» Records for the task

--

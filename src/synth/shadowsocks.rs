//! Shadowsocks codec: `ss://base64(method:password)@host:port#name`

use super::{split_authority, OutboundConfig, OutboundSettings, ServerEntry, PROXY_TAG};
use crate::model::{Protocol, ProtocolSettings, ServerRecord};
use crate::{Error, Result};
use base64::engine::general_purpose::{STANDARD_NO_PAD, URL_SAFE_NO_PAD};
use base64::Engine;
use uuid::Uuid;

/// AEAD ciphers the engine accepts.
const KNOWN_METHODS: &[&str] = &[
    "aes-128-gcm",
    "aes-256-gcm",
    "chacha20-ietf-poly1305",
    "xchacha20-ietf-poly1305",
    "2022-blake3-aes-128-gcm",
    "2022-blake3-aes-256-gcm",
    "2022-blake3-chacha20-poly1305",
    "none",
];

pub(super) fn synthesize(record: &ServerRecord) -> Result<OutboundConfig> {
    let ProtocolSettings::Shadowsocks { method, password } = &record.settings else {
        return Err(Error::internal("shadowsocks synthesizer got non-ss settings"));
    };
    if method.is_empty() {
        return Err(Error::missing_field("shadowsocks", "method"));
    }
    if !KNOWN_METHODS.contains(&method.as_str()) {
        return Err(Error::validation(format!(
            "shadowsocks: unknown cipher method '{}'",
            method
        )));
    }
    if password.is_empty() {
        return Err(Error::missing_field("shadowsocks", "password"));
    }

    Ok(OutboundConfig {
        tag: PROXY_TAG.to_string(),
        protocol: "shadowsocks".to_string(),
        settings: Some(OutboundSettings::Servers {
            servers: vec![ServerEntry {
                address: record.address.clone(),
                port: record.port,
                password: Some(password.clone()),
                method: Some(method.clone()),
            }],
        }),
        stream_settings: None,
    })
}

pub(super) fn parse(rest: &str) -> Result<ServerRecord> {
    let parts = split_authority(rest)?;
    let userinfo = parts
        .userinfo
        .ok_or_else(|| Error::parse("ss: missing userinfo"))?;

    // SIP002 carries base64(method:password); older links may leave it plain.
    let decoded = decode_userinfo(&userinfo).unwrap_or(userinfo);
    let (method, password) = decoded
        .split_once(':')
        .ok_or_else(|| Error::parse("ss: userinfo is not method:password"))?;
    if method.is_empty() {
        return Err(Error::parse("ss: empty cipher method"));
    }

    let port = parts
        .port
        .unwrap_or_else(|| Protocol::Shadowsocks.default_port());
    let name = parts
        .fragment
        .unwrap_or_else(|| format!("{}:{}", parts.host, port));

    Ok(ServerRecord::new(
        Uuid::nil(),
        name,
        parts.host,
        port,
        ProtocolSettings::Shadowsocks {
            method: method.to_string(),
            password: password.to_string(),
        },
    ))
}

fn decode_userinfo(userinfo: &str) -> Option<String> {
    let trimmed = userinfo.trim_end_matches('=');
    let bytes = STANDARD_NO_PAD
        .decode(trimmed)
        .or_else(|_| URL_SAFE_NO_PAD.decode(trimmed))
        .ok()?;
    String::from_utf8(bytes).ok().filter(|s| s.contains(':'))
}

pub(super) fn generate(record: &ServerRecord) -> Result<String> {
    let ProtocolSettings::Shadowsocks { method, password } = &record.settings else {
        return Err(Error::internal("shadowsocks generator got non-ss settings"));
    };
    if method.is_empty() {
        return Err(Error::missing_field("shadowsocks", "method"));
    }
    if password.is_empty() {
        return Err(Error::missing_field("shadowsocks", "password"));
    }

    let userinfo = URL_SAFE_NO_PAD.encode(format!("{}:{}", method, password));
    Ok(format!(
        "ss://{}@{}:{}#{}",
        userinfo,
        super::uri::format_host(&record.address),
        record.port,
        urlencoding::encode(&record.name)
    ))
}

--

» Exercise prompt
Above are the entries; return each one exactly.

» Answer to the exercise
filename src/synth/shadowsocks.rs
//! Shadowsocks codec: `ss://base64(method:password)@host:port#name`

use super::{split_authority, OutboundConfig, OutboundSettings, ServerEntry, PROXY_TAG};
use crate::model::{Protocol, ProtocolSettings, ServerRecord};
use crate::{Error, Result};
use base64::engine::general_purpose::{STANDARD_NO_PAD, URL_SAFE_NO_PAD};
use base64::Engine;
use uuid::Uuid;

/// AEAD ciphers the engine accepts.
const KNOWN_METHODS: &[&str] = &[
    "aes-128-gcm",
    "aes-256-gcm",
    "chacha20-ietf-poly1305",
    "xchacha20-ietf-poly1305",
    "2022-blake3-aes-128-gcm",
    "2022-blake3-aes-256-gcm",
    "2022-blake3-chacha20-poly1305",
    "none",
];

pub(super) fn synthesize(record: &ServerRecord) -> Result<OutboundConfig> {
    let ProtocolSettings::Shadowsocks { method, password } = &record.settings else {
        return Err(Error::internal("shadowsocks synthesizer got non-ss settings"));
    };
    if method.is_empty() {
        return Err(Error::missing_field("shadowsocks", "method"));
    }
    if !KNOWN_METHODS.contains(&method.as_str()) {
        return Err(Error::validation(format!(
            "shadowsocks: unknown cipher method '{}'",
            method
        )));
    }
    if password.is_empty() {
        return Err(Error::missing_field("shadowsocks", "password"));
    }

    Ok(OutboundConfig {
        tag: PROXY_TAG.to_string(),
        protocol: "shadowsocks".to_string(),
        settings: Some(OutboundSettings::Servers {
            servers: vec![ServerEntry {
                address: record.address.clone(),
                port: record.port,
                password: Some(password.clone()),
                method: Some(method.clone()),
            }],
        }),
        stream_settings: None,
    })
}

pub(super) fn parse(rest: &str) -> Result<ServerRecord> {
    let parts = split_authority(rest)?;
    let userinfo = parts
        .userinfo
        .ok_or_else(|| Error::parse("ss: missing userinfo"))?;

    // SIP002 carries base64(method:password); older links may leave it plain.
    let decoded = decode_userinfo(&userinfo).unwrap_or(userinfo);
    let (method, password) = decoded
        .split_once(':')
        .ok_or_else(|| Error::parse("ss: userinfo is not method:password"))?;
    if method.is_empty() {
        return Err(Error::parse("ss: empty cipher method"));
    }

    let port = parts
        .port
        .unwrap_or_else(|| Protocol::Shadowsocks.default_port());
    let name = parts
        .fragment
        .unwrap_or_else(|| format!("{}:{}", parts.host, port));

    Ok(ServerRecord::new(
        Uuid::nil(),
        name,
        parts.host,
        port,
        ProtocolSettings::Shadowsocks {
            method: method.to_string(),
            password: password.to_string(),
        },
    ))
}

fn decode_userinfo(userinfo: &str) -> Option<String> {
    let trimmed = userinfo.trim_end_matches('=');
    let bytes = STANDARD_NO_PAD
        .decode(trimmed)
        .or_else(|_| URL_SAFE_NO_PAD.decode(trimmed))
        .ok()?;
    String::from_utf8(bytes).ok().filter(|s| s.contains(':'))
}

pub(super) fn generate(record: &ServerRecord) -> Result<String> {
    let ProtocolSettings::Shadowsocks { method, password } = &record.settings else {
        return Err(Error::internal("shadowsocks generator got non-ss settings"));
    };
    if method.is_empty() {
        return Err(Error::missing_field("shadowsocks", "method"));
    }
    if password.is_empty() {
        return Err(Error::missing_field("shadowsocks", "password"));
    }

    let userinfo = URL_SAFE_NO_PAD.encode(format!("{}:{}", method, password));
    Ok(format!(
        "ss://{}@{}:{}#{}",
        userinfo,
        super::uri::format_host(&record.address),
        record.port,
        urlencoding::encode(&record.name)
    ))
}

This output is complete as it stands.